'Get rid of noise while using recv in C++

I am receiving data following a certain format over a TCP server by serializing them. the class of the object:

class Command {
private:

    char letter;
    int x;
    int y;
    std::string button;

public:
    Command(char _letter, int _x, int _y, std::string _button) {
        letter = _letter;
        x = _x;
        y = _y;
        button = _button;
    }

    Command(std::string serializedCmd)
    {
        
        size_t delimPos = 0;
        std::vector<std::string> parts;
        while ((delimPos = serializedCmd.find(SERIALIZE_DELIM)) != std::string::npos)
        {
            parts.push_back(serializedCmd.substr(0, delimPos));
            serializedCmd.erase(0, delimPos + 1);
        }

        if (parts.empty()) {
            this->letter = '$';
            this->x = -1;
            this->y = -1;
            this->button = "nan";
            return;
        }

        this->letter = (char)atoi(parts.at(0).data());
        this->x = atoi(parts.at(1).data());
        this->y = atoi(parts.at(2).data());
        this->button = parts.at(3);
    }

    Command() {}
    ~Command() {}

    std::string serialize()
    {
        return std::to_string(letter) + SERIALIZE_DELIM + std::to_string(x) + SERIALIZE_DELIM + std::to_string(y) + SERIALIZE_DELIM + button + SERIALIZE_DELIM;
    }

    char getLetter() { return letter; }
    int getX() { return x; }
    int getY() { return y; }
    std::string getButton() { return button; }

    bool isEmpty() {
        return((this->letter == '$') && (this->x == -1) && (this->y == -1) && (this->button == "nan"));
    }

    void printCommand() {
        std::cout << "letter: " << letter << std::endl;
        std::cout << "x     : " << x << std::endl;
        std::cout << "y     : " << y << std::endl;
        std::cout << "button: " << button << std::endl;
        std::cout << "================" << std::endl;
    }

};

The data after being DeSerialized at the clients end follows this format:

||{key}|{x}|{y}|{button}||
Example: ||$|20|40|nan||

The problem is that when using recv to get the data, it seems that I'm picking up some noise around the command.

Example:

Sending:
||$|301|386|nan||
Reciving:
(¿ⁿ8T√|301|386|╠╠↕▼

The command is there although it's crowded with noise for some reason.

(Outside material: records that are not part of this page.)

//! The game session: the explicit context object holding the current
//! character, the static catalogs, and the message log.

use std::collections::VecDeque;

use crate::character::{revive, spend_gold, Character};
use crate::combat::{enemy_for_level, Enemy};
use crate::core::constants::{MESSAGE_LOG_CAPACITY, REVIVE_COST_GOLD};
use crate::error::GameResult;
use crate::items::{item_catalog, Item};
use crate::quests::{quest_catalog, Quest};

pub struct GameSession {
    pub character: Character,
    pub items: Vec<Item>,
    pub quests: Vec<Quest>,
    pub messages: VecDeque<String>,
}

impl GameSession {
    pub fn new(character: Character) -> Self {
        Self {
            character,
            items: item_catalog(),
            quests: quest_catalog(),
            messages: VecDeque::with_capacity(MESSAGE_LOG_CAPACITY),
        }
    }

    /// Appends to the bounded message log shown in the UI.
    pub fn add_message(&mut self, message: String) {
        if self.messages.len() >= MESSAGE_LOG_CAPACITY {
            self.messages.pop_front();
        }
        self.messages.push_back(message);
    }

    /// Rolls an encounter appropriate to the character's level.
    pub fn encounter_enemy(&self) -> Enemy {
        enemy_for_level(self.character.level)
    }

    /// Pays the revival fee and brings a dead character back at half
    /// health. Returns false (charging nothing) if the character is
    /// alive; errors if the gold is not there.
    pub fn paid_revival(&mut self) -> GameResult<bool> {
        if !self.character.is_dead() {
            return Ok(false);
        }
        spend_gold(&mut self.character, REVIVE_COST_GOLD)?;
        revive(&mut self.character);
        Ok(true)
    }
}

#[cfg(test)]
mod tests {
    use super::*;
    use crate::character::Class;
    use crate::combat::EnemyKind;
    use crate::error::GameError;

    fn session() -> GameSession {
        GameSession::new(Character::new("Hero".to_string(), Class::Warrior))
    }

    #[test]
    fn test_message_log_is_bounded() {
        let mut s = session();
        for i in 0..25 {
            s.add_message(format!("msg {}", i));
        }
        assert_eq!(s.messages.len(), MESSAGE_LOG_CAPACITY);
        assert_eq!(s.messages.front().unwrap(), "msg 15");
    }

    #[test]
    fn test_encounter_matches_level() {
        let mut s = session();
        assert_eq!(s.encounter_enemy().kind, EnemyKind::Goblin);
        s.character.level = 4;
        assert_eq!(s.encounter_enemy().kind, EnemyKind::Orc);
        s.character.level = 9;
        assert_eq!(s.encounter_enemy().kind, EnemyKind::Dragon);
    }

    #[test]
    fn test_paid_revival() {
        let mut s = session();
        // Alive: nothing happens, nothing charged.
        assert!(!s.paid_revival().unwrap());
        assert_eq!(s.character.gold, 100);

        s.character.take_damage(1000);
        assert!(s.paid_revival().unwrap());
        assert_eq!(s.character.gold, 100 - REVIVE_COST_GOLD);
        assert_eq!(s.character.health, s.character.max_health / 2);
    }

    #[test]
    fn test_paid_revival_without_gold() {
        let mut s = session();
        s.character.take_damage(1000);
        s.character.gold = 5;
        assert!(matches!(
            s.paid_revival(),
            Err(GameError::InsufficientGold { .. })
        ));
        assert!(s.character.is_dead());
    }
}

The code I'm using to receive the data:

char buf[4096];

    Command c;
    std::string commandTemp = "";
    while (true) {
        memset(buf, '\0', 4096);
        const int size = recv(sock, buf, sizeof(buf), 0);

        std::string s(buf,size);
        std::cout << s << std::endl; 


        buf[size] = 0;
        commandTemp = buf;

        if (!commandTemp.empty()) {
            
            try {
                c = Command(commandTemp);   
                exe(c);  //executes command (unrelated)
            }
            catch (const std::exception& err) {
                std::cout << "Couldn't execute!!!!!!!!" << std::endl;
            }
        }
        else {
            std::cout << "Error empty command!\n";
        }
    }

If I am missing any information I will happily provide it. Can someone maybe tell what the problem is?



Solution 1:[1]

You have to loop on the recv till you get the entire message

This may not be the immediate cause of you problem but you will hit it eventually.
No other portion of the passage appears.